次に“私(Tanaka Minoru)”の友達として“Suzuki Sigeru"と“Satoh Kazuko”を登録する。“Minoru_Tanaka”の右側の[Friends]をクリックする。

[Add More]のリンクをクリックして友達を登録する。


“お友達”として登録したいHandle名を順次追加してゆく。

以上で、クラウド上のデータの準備は完了である。

バイスの設定に戻る。[MENU]-[Settings(設定)]-[Accounts & Sync(アカウントと同期)]-[Add account(アカウントを追加)]と進みリストされている[SamplesyncAdapter]をタッチする。するとAuthenticatorActivityのユーザ名&パスワード入力画面が出てくる。ここではユーザ名として“myssatest1”、パスワードとして“hirakegoma”を入力して[Sign in]をタッチする。

管理対象アカウントとして“myssatest1”が追加され、同期が“ON”になっていることを確認する。

ホーム画面に戻り、ランチャーからContacts(連絡)を起動する。

この例では、このデバイスにはまだ1件も連絡先を登録していないので、説明文が現れている(既に連絡先が登録されていても以下の操作は同じ)。[MENU]ボタンを押してメニューを表示して“Display options(表示オプション)”をタッチする。

すると“myssatest1”のデータを連絡先として表示するか指定するチェックボタン(“All Contacts”)があるのチェックをしてから[Done]にタッチする。すると、連絡先の画面に戻り、クラウド上で登録したデータが表示されていることが確認できる。



上の例ではLocale(言語)を日本語にしていないので電話番号の表示がちょっと変だが、Localeを“ja_JP”に設定すれば、ちゃんと表示される。

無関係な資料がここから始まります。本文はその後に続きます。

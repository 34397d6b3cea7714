//! Append-only binary sequence of fixed-size records.
//!
//! The file has no header, trailer or count: it is exactly
//! `len * RECORD_SIZE` bytes in native byte order.

use std::fs::{File, OpenOptions};
use std::io::{self, BufReader, BufWriter, Read, Seek, SeekFrom, Write};
use std::path::{Path, PathBuf};

use thiserror::Error;
use tracing::{debug, error};

use crate::models::{ParkingSpaceRecord, RECORD_SIZE};

#[derive(Error, Debug)]
pub enum SequenceError {
    #[error("Sequence I/O error on {}: {source}", .path.display())]
    Io {
        path: PathBuf,
        #[source]
        source: io::Error,
    },

    #[error(
        "Sequence {} is {size} bytes, not a multiple of the {} byte record size",
        .path.display(),
        RECORD_SIZE
    )]
    Truncated { path: PathBuf, size: u64 },

    #[error("Record index {index} out of bounds for sequence of {len}")]
    OutOfBounds { index: u64, len: u64 },
}

pub type Result<T> = std::result::Result<T, SequenceError>;

fn io_err(path: &Path) -> impl FnOnce(io::Error) -> SequenceError + '_ {
    move |source| SequenceError::Io {
        path: path.to_path_buf(),
        source,
    }
}

/// Write-mode handle; truncates the target on creation.
pub struct SequenceWriter {
    path: PathBuf,
    writer: Option<BufWriter<File>>,
    len: u64,
}

impl SequenceWriter {
    pub fn create<P: AsRef<Path>>(path: P) -> Result<Self> {
        let path = path.as_ref().to_path_buf();
        let file = OpenOptions::new()
            .write(true)
            .create(true)
            .truncate(true)
            .open(&path)
            .map_err(io_err(&path))?;

        debug!("Opened sequence {} for writing", path.display());

        Ok(Self {
            path,
            writer: Some(BufWriter::new(file)),
            len: 0,
        })
    }

    /// Append one record to the end of the sequence
    pub fn push(&mut self, record: &ParkingSpaceRecord) -> Result<()> {
        let writer = self
            .writer
            .as_mut()
            .ok_or_else(|| SequenceError::Io {
                path: self.path.clone(),
                source: io::Error::new(io::ErrorKind::Other, "sequence already finished"),
            })?;
        writer
            .write_all(&record.to_bytes())
            .map_err(io_err(&self.path))?;
        self.len += 1;
        Ok(())
    }

    /// Flush and sync to disk, returning the number of records written
    pub fn finish(mut self) -> Result<u64> {
        self.flush_and_sync()?;
        Ok(self.len)
    }

    fn flush_and_sync(&mut self) -> Result<()> {
        if let Some(writer) = self.writer.take() {
            let file = writer
                .into_inner()
                .map_err(|e| SequenceError::Io {
                    path: self.path.clone(),
                    source: e.into_error(),
                })?;
            file.sync_all().map_err(io_err(&self.path))?;
        }
        Ok(())
    }
}

impl Drop for SequenceWriter {
    fn drop(&mut self) {
        if let Err(e) = self.flush_and_sync() {
            error!("Failed to flush sequence on drop: {}", e);
        }
    }
}

/// Read-only view over a finished sequence file
pub struct SequenceReader {
    path: PathBuf,
    reader: BufReader<File>,
    len: u64,
}

impl SequenceReader {
    pub fn open<P: AsRef<Path>>(path: P) -> Result<Self> {
        let path = path.as_ref().to_path_buf();
        let file = File::open(&path).map_err(io_err(&path))?;
        let size = file.metadata().map_err(io_err(&path))?.len();

        if size % RECORD_SIZE as u64 != 0 {
            return Err(SequenceError::Truncated { path, size });
        }

        Ok(Self {
            len: size / RECORD_SIZE as u64,
            reader: BufReader::new(file),
            path,
        })
    }

    pub fn len(&self) -> u64 {
        self.len
    }

    pub fn is_empty(&self) -> bool {
        self.len == 0
    }

    /// Random access to the record at `index`
    pub fn get(&mut self, index: u64) -> Result<ParkingSpaceRecord> {
        if index >= self.len {
            return Err(SequenceError::OutOfBounds {
                index,
                len: self.len,
            });
        }
        self.reader
            .seek(SeekFrom::Start(index * RECORD_SIZE as u64))
            .map_err(io_err(&self.path))?;
        self.read_next()
    }

    /// Iterate over all records in file order
    pub fn iter(&mut self) -> Result<SequenceIter<'_>> {
        self.reader
            .seek(SeekFrom::Start(0))
            .map_err(io_err(&self.path))?;
        Ok(SequenceIter {
            remaining: self.len,
            reader: self,
        })
    }

    fn read_next(&mut self) -> Result<ParkingSpaceRecord> {
        let mut buf = [0u8; RECORD_SIZE];
        self.reader
            .read_exact(&mut buf)
            .map_err(io_err(&self.path))?;
        Ok(ParkingSpaceRecord::from_bytes(&buf))
    }
}

pub struct SequenceIter<'a> {
    reader: &'a mut SequenceReader,
    remaining: u64,
}

impl Iterator for SequenceIter<'_> {
    type Item = Result<ParkingSpaceRecord>;

    fn next(&mut self) -> Option<Self::Item> {
        if self.remaining == 0 {
            return None;
        }
        self.remaining -= 1;
        Some(self.reader.read_next())
    }

    fn size_hint(&self) -> (usize, Option<usize>) {
        let n = self.remaining as usize;
        (n, Some(n))
    }
}

/// Count the records in a sequence file without reading them
pub fn count_records<P: AsRef<Path>>(path: P) -> Result<u64> {
    Ok(SequenceReader::open(path)?.len())
}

これでこのサンプルの挙動が分かるのでコードを追うのも楽になる。

なお、このサンプルプログラムはあくまでもサンプルであり実用レベルではない。そのため、デバイス側でデータを変更して、それでクラウド上のデータを更新する、ということは出来ない。クラウドからの一方通行になっている。従って同期の確認をするのであれば、ブラウザを使ってクラウド上のデータを変更して、それがデバイス側で更新されていることを確認することになる。